Corpus Resource Database submissions guidelines

VARIENG welcomes you to submit information on your own corpus to the database. This service is provided completely free of charge for the benefit of the corpus linguistic community, students in the field and the general public.

What kind of corpora may be submitted?

We list English language corpora representing any region or period. The corpora may be of any size or register, commercial or open access; we also accept corpora that are still work in progress or unavailable for copyright or other reasons.

How to submit corpus information?

Provide as much information as you can; if using the submission form, long stretches of text can be prepared beforehand and pasted into the relevant fields of the form.

Please note that the electronic form can not be saved on your computer. If you find yourself unable to complete your submission at one go, please make a note of that in the last field of the electronic form. You can submit the rest of the information at another time, without having to fill in the information you have already submitted.

If your corpus is described somewhere online, or in an article or other type of publication, we can put together a basic description for you. Simply let us know where to look, and who to contact when the page is ready for preview. We will still need you to approve the page, and we would of course welcome any additional information and requests for revision from you. Note that we cannot reproduce previously published content without the proper publication rights, but basic information can of course be reproduced. We'll put together basic tables and charts, but will not verify the data or do any statistical work. We cannot be asked to compile a bibliography for your corpus.

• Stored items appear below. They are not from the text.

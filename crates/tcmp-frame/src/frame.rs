use std::fmt;

use bytes::{Bytes, BytesMut};

use crate::codec::{encode_frame, frame_bytes, ENVELOPE_SIZE, LENGTH_OVERHEAD, PAYLOAD_OFFSET};
use crate::error::Result;
use crate::family::{is_application_error, CommandFamily};

/// One validated inbound frame.
///
/// Backed by the raw wire bytes, so payload and trailer are zero-copy slices.
#[derive(Clone, PartialEq, Eq)]
pub struct Frame {
    family: CommandFamily,
    response_code: u8,
    payload: Bytes,
    raw: Bytes,
}

impl Frame {
    /// Build a frame from its family, code and payload.
    pub fn new(family: CommandFamily, response_code: u8, payload: &[u8]) -> Result<Self> {
        Ok(Self::from_wire(frame_bytes(family, response_code, payload)?))
    }

    /// Wrap raw bytes the reassembler has already validated.
    ///
    /// `raw` must span start marker to end marker of a frame whose header
    /// validated and whose length is at least the minimum frame size.
    pub(crate) fn from_wire(raw: Bytes) -> Self {
        let family = CommandFamily::from_bytes([raw[4], raw[5]]);
        let response_code = raw[6];
        let payload = raw.slice(PAYLOAD_OFFSET..raw.len() - 3);
        Self {
            family,
            response_code,
            payload,
            raw,
        }
    }

    /// The subsystem the frame belongs to.
    pub fn family(&self) -> CommandFamily {
        self.family
    }

    /// Response (or command) code within the family.
    pub fn response_code(&self) -> u8 {
        self.response_code
    }

    /// Frame payload, `declared length - 5` bytes.
    pub fn payload(&self) -> &Bytes {
        &self.payload
    }

    /// The two trailing integrity bytes, as received.
    pub fn trailer(&self) -> [u8; 2] {
        let end = self.raw.len();
        [self.raw[end - 3], self.raw[end - 2]]
    }

    /// The complete wire representation, markers included.
    pub fn as_bytes(&self) -> &Bytes {
        &self.raw
    }

    /// Total wire size of this frame.
    pub fn wire_len(&self) -> usize {
        self.raw.len()
    }

    /// Whether the response code is the reserved application-error code.
    pub fn is_application_error(&self) -> bool {
        is_application_error(self.response_code)
    }
}

impl fmt::Debug for Frame {
    fn fmt(&self, f: &mut fmt::Formatter<'_>) -> fmt::Result {
        f.debug_struct("Frame")
            .field("family", &self.family)
            .field("response_code", &format_args!("{:#04x}", self.response_code))
            .field("payload_len", &self.payload.len())
            .finish()
    }
}

/// An outbound request: family, command code and opaque payload.
#[derive(Debug, Clone, PartialEq, Eq)]
pub struct Command {
    family: CommandFamily,
    code: u8,
    payload: Bytes,
}

impl Command {
    /// A command with an empty payload.
    pub fn new(family: CommandFamily, code: u8) -> Self {
        Self {
            family,
            code,
            payload: Bytes::new(),
        }
    }

    /// Replace the payload.
    pub fn with_payload(mut self, payload: impl Into<Bytes>) -> Self {
        self.payload = payload.into();
        self
    }

    pub fn family(&self) -> CommandFamily {
        self.family
    }

    pub fn code(&self) -> u8 {
        self.code
    }

    pub fn payload(&self) -> &Bytes {
        &self.payload
    }

    /// Total wire size of the serialized command.
    pub fn wire_len(&self) -> usize {
        self.payload.len() + ENVELOPE_SIZE + LENGTH_OVERHEAD
    }

    /// Serialize into `dst`.
    pub fn encode_into(&self, dst: &mut BytesMut) -> Result<()> {
        encode_frame(self.family, self.code, &self.payload, dst)
    }

    /// Serialize into a fresh buffer.
    pub fn to_wire(&self) -> Result<Bytes> {
        frame_bytes(self.family, self.code, &self.payload)
    }
}

/// A device-reported failure carried by an application error frame.
///
/// Payload layout: error code, internal error code, reader status, then a
/// UTF-8 message. Missing fields decode as zero / empty.
#[derive(Debug, Clone, PartialEq, Eq)]
pub struct ApplicationError {
    pub error_code: u8,
    pub internal_error_code: u8,
    pub reader_status: u8,
    pub message: String,
}

impl ApplicationError {
    /// Decode from an application error payload. Never fails.
    pub fn decode(payload: &[u8]) -> Self {
        let byte = |i: usize| payload.get(i).copied().unwrap_or(0);
        let message = payload
            .get(3..)
            .map(|rest| String::from_utf8_lossy(rest).into_owned())
            .unwrap_or_default();
        Self {
            error_code: byte(0),
            internal_error_code: byte(1),
            reader_status: byte(2),
            message,
        }
    }
}

impl fmt::Display for ApplicationError {
    fn fmt(&self, f: &mut fmt::Formatter<'_>) -> fmt::Result {
        write!(
            f,
            "device error {:#04x} (internal {:#04x}, status {:#04x})",
            self.error_code, self.internal_error_code, self.reader_status
        )?;
        if !self.message.is_empty() {
            write!(f, ": {}", self.message)?;
        }
        Ok(())
    }
}

/// A structurally valid frame whose payload reports a device-level failure.
#[derive(Debug, Clone, PartialEq, Eq)]
pub struct ErrorFrame {
    frame: Frame,
    error: ApplicationError,
}

impl ErrorFrame {
    /// The decoded application error.
    pub fn error(&self) -> &ApplicationError {
        &self.error
    }

    /// The underlying frame.
    pub fn frame(&self) -> &Frame {
        &self.frame
    }

    /// The family that reported the error.
    pub fn family(&self) -> CommandFamily {
        self.frame.family()
    }
}

/// A classified inbound frame.
#[derive(Debug, Clone, PartialEq, Eq)]
pub enum Response {
    /// An ordinary response carrying requested data.
    Frame(Frame),
    /// A device-reported failure.
    Error(ErrorFrame),
}

impl Response {
    /// Classify a frame as ordinary or application error.
    pub fn classify(frame: Frame) -> Self {
        if frame.is_application_error() {
            let error = ApplicationError::decode(frame.payload());
            Response::Error(ErrorFrame { frame, error })
        } else {
            Response::Frame(frame)
        }
    }

    /// The underlying frame regardless of classification.
    pub fn frame(&self) -> &Frame {
        match self {
            Response::Frame(frame) => frame,
            Response::Error(error) => error.frame(),
        }
    }

    /// The application error, if this is an error frame.
    pub fn application_error(&self) -> Option<&ApplicationError> {
        match self {
            Response::Frame(_) => None,
            Response::Error(error) => Some(error.error()),
        }
    }

    pub fn is_error(&self) -> bool {
        matches!(self, Response::Error(_))
    }

    /// Convert into the frame, turning application errors into `Err`.
    pub fn into_result(self) -> std::result::Result<Frame, ErrorFrame> {
        match self {
            Response::Frame(frame) => Ok(frame),
            Response::Error(error) => Err(error),
        }
    }
}

impl From<Frame> for Response {
    fn from(frame: Frame) -> Self {
        Response::classify(frame)
    }
}

#[cfg(test)]
mod tests {
    use super::*;
    use crate::codec::MIN_FRAME_SIZE;
    use crate::family::APPLICATION_ERROR;

    #[test]
    fn frame_accessors() {
        let frame = Frame::new(CommandFamily::BASIC_NFC, 0x05, b"\x04\x01\x02").unwrap();
        assert_eq!(frame.family(), CommandFamily::BASIC_NFC);
        assert_eq!(frame.response_code(), 0x05);
        assert_eq!(frame.payload().as_ref(), b"\x04\x01\x02");
        assert_eq!(frame.wire_len(), MIN_FRAME_SIZE + 3);
        assert_eq!(frame.as_bytes()[0], 0x7E);
    }

    #[test]
    fn command_wire_matches_frame_wire() {
        let command = Command::new(CommandFamily::SYSTEM, 0x01).with_payload(&b"hi"[..]);
        let wire = command.to_wire().unwrap();
        let frame = Frame::new(CommandFamily::SYSTEM, 0x01, b"hi").unwrap();
        assert_eq!(&wire, frame.as_bytes());
        assert_eq!(command.wire_len(), wire.len());
    }

    #[test]
    fn classify_ordinary_frame() {
        let frame = Frame::new(CommandFamily::SYSTEM, 0x02, b"ok").unwrap();
        let response = Response::classify(frame.clone());
        assert_eq!(response, Response::Frame(frame));
        assert!(response.application_error().is_none());
    }

    #[test]
    fn classify_application_error() {
        let mut payload = vec![0x03, 0x10, 0x01];
        payload.extend_from_slice(b"no tag detected");
        let frame = Frame::new(CommandFamily::BASIC_NFC, APPLICATION_ERROR, &payload).unwrap();

        let response = Response::classify(frame);
        let err = response.application_error().expect("should be an error frame");
        assert_eq!(err.error_code, 0x03);
        assert_eq!(err.internal_error_code, 0x10);
        assert_eq!(err.reader_status, 0x01);
        assert_eq!(err.message, "no tag detected");
        assert!(err.to_string().ends_with(": no tag detected"));
    }

    #[test]
    fn short_application_error_payload_still_classifies() {
        let frame = Frame::new(CommandFamily::SYSTEM, APPLICATION_ERROR, &[0x09]).unwrap();
        let response = Response::classify(frame);
        let err = response.application_error().unwrap();
        assert_eq!(err.error_code, 0x09);
        assert_eq!(err.internal_error_code, 0);
        assert!(err.message.is_empty());
    }

    #[test]
    fn into_result_splits_classifications() {
        let ok = Response::classify(Frame::new(CommandFamily::SYSTEM, 0x01, b"").unwrap());
        assert!(ok.into_result().is_ok());

        let err =
            Response::classify(Frame::new(CommandFamily::SYSTEM, APPLICATION_ERROR, b"").unwrap());
        assert!(err.into_result().is_err());
    }
}
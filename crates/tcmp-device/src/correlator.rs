//! Binds one in-flight command to the next inbound frame.
//!
//! The protocol is strictly half-duplex: at most one [`PendingExchange`]
//! exists at a time. Every exchange is resolved exactly once, unless it is
//! dropped by [`Correlator::reset`]. Resolution is deferred: methods return
//! [`Resolution`]s and the caller runs them with [`Resolution::complete`],
//! typically after releasing whatever lock guards the correlator.

use std::fmt;
use std::sync::Arc;
use std::time::{Duration, Instant};

use tcmp_frame::{
    Command, CommandFamily, Reassembler, ReassemblerConfig, ReassemblerStats, Response,
};
use tcmp_transport::{Transport, TransportError};
use tracing::{debug, warn};

use crate::error::ExchangeError;

/// Result handed to a completion.
pub type ExchangeOutcome = std::result::Result<Response, ExchangeError>;

/// Completion notification for one exchange.
pub type Completion = Box<dyn FnOnce(ExchangeOutcome) + Send + 'static>;

/// Identifies one exchange for the lifetime of a correlator.
#[derive(Debug, Clone, Copy, PartialEq, Eq, Hash, PartialOrd, Ord)]
pub struct ExchangeId(u64);

impl ExchangeId {
    pub fn value(self) -> u64 {
        self.0
    }
}

impl fmt::Display for ExchangeId {
    fn fmt(&self, f: &mut fmt::Formatter<'_>) -> fmt::Result {
        write!(f, "#{}", self.0)
    }
}

/// The single in-flight command awaiting a response.
pub struct PendingExchange {
    id: ExchangeId,
    family: CommandFamily,
    code: u8,
    created_at: Instant,
    completion: Completion,
}

impl PendingExchange {
    fn new(id: ExchangeId, command: &Command, completion: Completion) -> Self {
        Self {
            id,
            family: command.family(),
            code: command.code(),
            created_at: Instant::now(),
            completion,
        }
    }

    pub fn id(&self) -> ExchangeId {
        self.id
    }

    /// Family of the command that opened the exchange.
    pub fn family(&self) -> CommandFamily {
        self.family
    }

    /// Code of the command that opened the exchange.
    pub fn code(&self) -> u8 {
        self.code
    }

    pub fn created_at(&self) -> Instant {
        self.created_at
    }

    /// Time since the command was sent.
    pub fn elapsed(&self) -> Duration {
        self.created_at.elapsed()
    }
}

impl fmt::Debug for PendingExchange {
    fn fmt(&self, f: &mut fmt::Formatter<'_>) -> fmt::Result {
        f.debug_struct("PendingExchange")
            .field("id", &self.id)
            .field("family", &self.family)
            .field("code", &self.code)
            .field("elapsed", &self.elapsed())
            .finish_non_exhaustive()
    }
}

/// A resolved exchange whose completion has not run yet.
#[must_use = "a resolution does nothing until `complete` is called"]
pub struct Resolution {
    exchange: PendingExchange,
    outcome: ExchangeOutcome,
}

Issues of publication rights

Do not forget to fill in your own contact information; we can not publish information on any corpora without valid contact information. If your corpus was compiled by a team consisting of several people, please try and make sure all of the compilers agree with the information you are thinking of submitting. We endeavour to publish the text you submit 'as is', but retain the right to do slight copy editing. If we feel major revisions are necessary, we will be in touch with you. Non-native speakers of English should consider having their submissions language checked. You are free to submit additions, revisions, and deletion at any time.

Please note that only the compilers and/or copyright holders of a corpus may submit primary information to CoRD. If you are neither of the above, but feel you have information which shoud be included, you are encouraged to fill in our feedback form instead. We are always happy to receive such information and will take any suggestions for additions or alteration into consideration.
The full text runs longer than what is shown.